There are many operators (such as ++, eq, ...) and functions (such as lc, length, ...) that can be used to manipulate scalar variables. See the man page for perlop for more on operators (using man perlop) and the man page on perl functions (man perlfunc).

Arrays

The most basic collection type is the array. Arrays can be also viewed as lists (no random access), but in Perl lists are still stored as arrays and are not a distinct collection type. Array variables are denoted by the prefix @ to the variable name. Arrays are indexed from 0 in Perl. Notice that when referring to each element of the array (e.g. $intArray[0]), since each element is a scalar, this is denoted by the prefix $.

@intArray = (1,2,3,4,5); # array of integers

$firstElement = $intArray[0]; # random access to the first element of @intArray

$thirdElement = $intArray[2]; # random access to the third element of @intArray

@miscArray = (1, "second", 2, 2.34); # arrays are not strongly typed, each array element can be a different scalar type

The function pop removes the last element of the array, and the function push adds a new element as the last element of the array.
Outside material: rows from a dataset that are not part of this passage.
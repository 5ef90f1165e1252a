//! Rectangular grids of cell codes.

use serde::{Deserialize, Serialize};

/// What a single grid cell holds.
#[derive(Clone, Copy, Debug, PartialEq, Eq, Hash, Default)]
pub enum CellCode {
    /// Nothing is drawn and no corner votes are cast.
    #[default]
    Empty,
    /// A plain black cell.
    Filled,
    /// A black cell carrying the next marker id.
    Marker,
}

impl CellCode {
    /// Numeric code used in serialized grids (`0`, `1`, `2`).
    #[inline]
    pub fn code(self) -> u8 {
        match self {
            CellCode::Empty => 0,
            CellCode::Filled => 1,
            CellCode::Marker => 2,
        }
    }

    #[inline]
    pub fn from_code(code: u8) -> Option<Self> {
        match code {
            0 => Some(CellCode::Empty),
            1 => Some(CellCode::Filled),
            2 => Some(CellCode::Marker),
            _ => None,
        }
    }

    #[inline]
    pub fn is_filled(self) -> bool {
        !matches!(self, CellCode::Empty)
    }
}

/// Grid construction errors.
#[derive(thiserror::Error, Debug, Clone, PartialEq, Eq)]
pub enum GridError {
    #[error("grid must have at least one row and one column")]
    Empty,
    #[error("row {row} has {actual} cells, expected {expected}")]
    Ragged {
        row: usize,
        expected: usize,
        actual: usize,
    },
    #[error("cell ({row}, {col}) has code {code}; expected 0 (empty), 1 (filled) or 2 (marker)")]
    InvalidCode { row: usize, col: usize, code: u8 },
}

/// Row-major rectangular grid of [`CellCode`]s.
///
/// Serialized as nested arrays of integers, one inner array per row.
#[derive(Clone, Debug, PartialEq, Eq, Serialize, Deserialize)]
#[serde(try_from = "Vec<Vec<u8>>", into = "Vec<Vec<u8>>")]
pub struct CellGrid {
    rows: usize,
    cols: usize,
    cells: Vec<CellCode>,
}

impl CellGrid {
    /// Grid of `rows × cols` empty cells.
    pub fn new(rows: usize, cols: usize) -> Result<Self, GridError> {
        if rows == 0 || cols == 0 {
            return Err(GridError::Empty);
        }
        Ok(Self {
            rows,
            cols,
            cells: vec![CellCode::Empty; rows * cols],
        })
    }

    /// Grid of `rows × cols` cells initialized from `f(i, j)`.
    pub fn from_fn(
        rows: usize,
        cols: usize,
        mut f: impl FnMut(usize, usize) -> CellCode,
    ) -> Result<Self, GridError> {
        let mut grid = Self::new(rows, cols)?;
        for i in 0..rows {
            for j in 0..cols {
                grid.cells[i * cols + j] = f(i, j);
            }
        }
        Ok(grid)
    }

    /// Build a grid from nested numeric codes.
    pub fn from_codes<R: AsRef<[u8]>>(rows: &[R]) -> Result<Self, GridError> {
        let cols = rows.first().map(|r| r.as_ref().len()).unwrap_or(0);
        let mut grid = Self::new(rows.len(), cols)?;
        for (i, row) in rows.iter().enumerate() {
            let row = row.as_ref();
            if row.len() != cols {
                return Err(GridError::Ragged {
                    row: i,
                    expected: cols,
                    actual: row.len(),
                });
            }
            for (j, &code) in row.iter().enumerate() {
                grid.cells[i * cols + j] = CellCode::from_code(code).ok_or(GridError::InvalidCode {
                    row: i,
                    col: j,
                    code,
                })?;
            }
        }
        Ok(grid)
    }

    #[inline]
    pub fn rows(&self) -> usize {
        self.rows
    }

    #[inline]
    pub fn cols(&self) -> usize {
        self.cols
    }

    /// Cell at `(i, j)`, or `None` outside the grid.
    #[inline]
    pub fn get(&self, i: usize, j: usize) -> Option<CellCode> {
        if i < self.rows && j < self.cols {
            Some(self.cells[i * self.cols + j])
        } else {
            None
        }
    }

    /// Overwrite cell `(i, j)`. Out-of-range writes are ignored and return `false`.
    pub fn set(&mut self, i: usize, j: usize, cell: CellCode) -> bool {
        if i < self.rows && j < self.cols {
            self.cells[i * self.cols + j] = cell;
            true
        } else {
            false
        }
    }

    /// Row-major iterator over `(i, j, cell)`.
    pub fn iter(&self) -> impl Iterator<Item = (usize, usize, CellCode)> + '_ {
        let cols = self.cols;
        self.cells
            .iter()
            .enumerate()
            .map(move |(idx, &cell)| (idx / cols, idx % cols, cell))
    }

    /// Number of cells carrying a marker.
    pub fn marker_count(&self) -> usize {
        self.cells.iter().filter(|&&c| c == CellCode::Marker).count()
    }

    /// Nested numeric codes, one inner vector per row.
    pub fn to_codes(&self) -> Vec<Vec<u8>> {
        self.cells
            .chunks(self.cols)
            .map(|row| row.iter().map(|c| c.code()).collect())
            .collect()
    }
}

impl TryFrom<Vec<Vec<u8>>> for CellGrid {
    type Error = GridError;

    fn try_from(rows: Vec<Vec<u8>>) -> Result<Self, Self::Error> {
        Self::from_codes(&rows)
    }
}

impl From<CellGrid> for Vec<Vec<u8>> {
    fn from(grid: CellGrid) -> Self {
        grid.to_codes()
    }
}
From the other end, the function shift removes the first element of the array, while unshift adds a new element as the first element of the array.

@intArray = (); # the empty array

push(@intArray, 1); # adds 1 as the last element

push(@intArray, 2); # adds 2 as the last element

$value = shift(@intArray); # $value == 1 and @intArray becomes (2)

unshift(@intArray, 3); # adds 3 as first element, @intArray becomes (3,2)

$value = pop(@intArray); # $value == 2, @intArray becomes (3)

$intArray[1] = 4; # inserts a new element as second element of @intArray

The length of an array can be obtained with two different methods. Perl has a special variable $# for each array variable which is an integer equal to the index of the last element in the array. The length of the array can also be obtained by coercing the array variable into a scalar variable.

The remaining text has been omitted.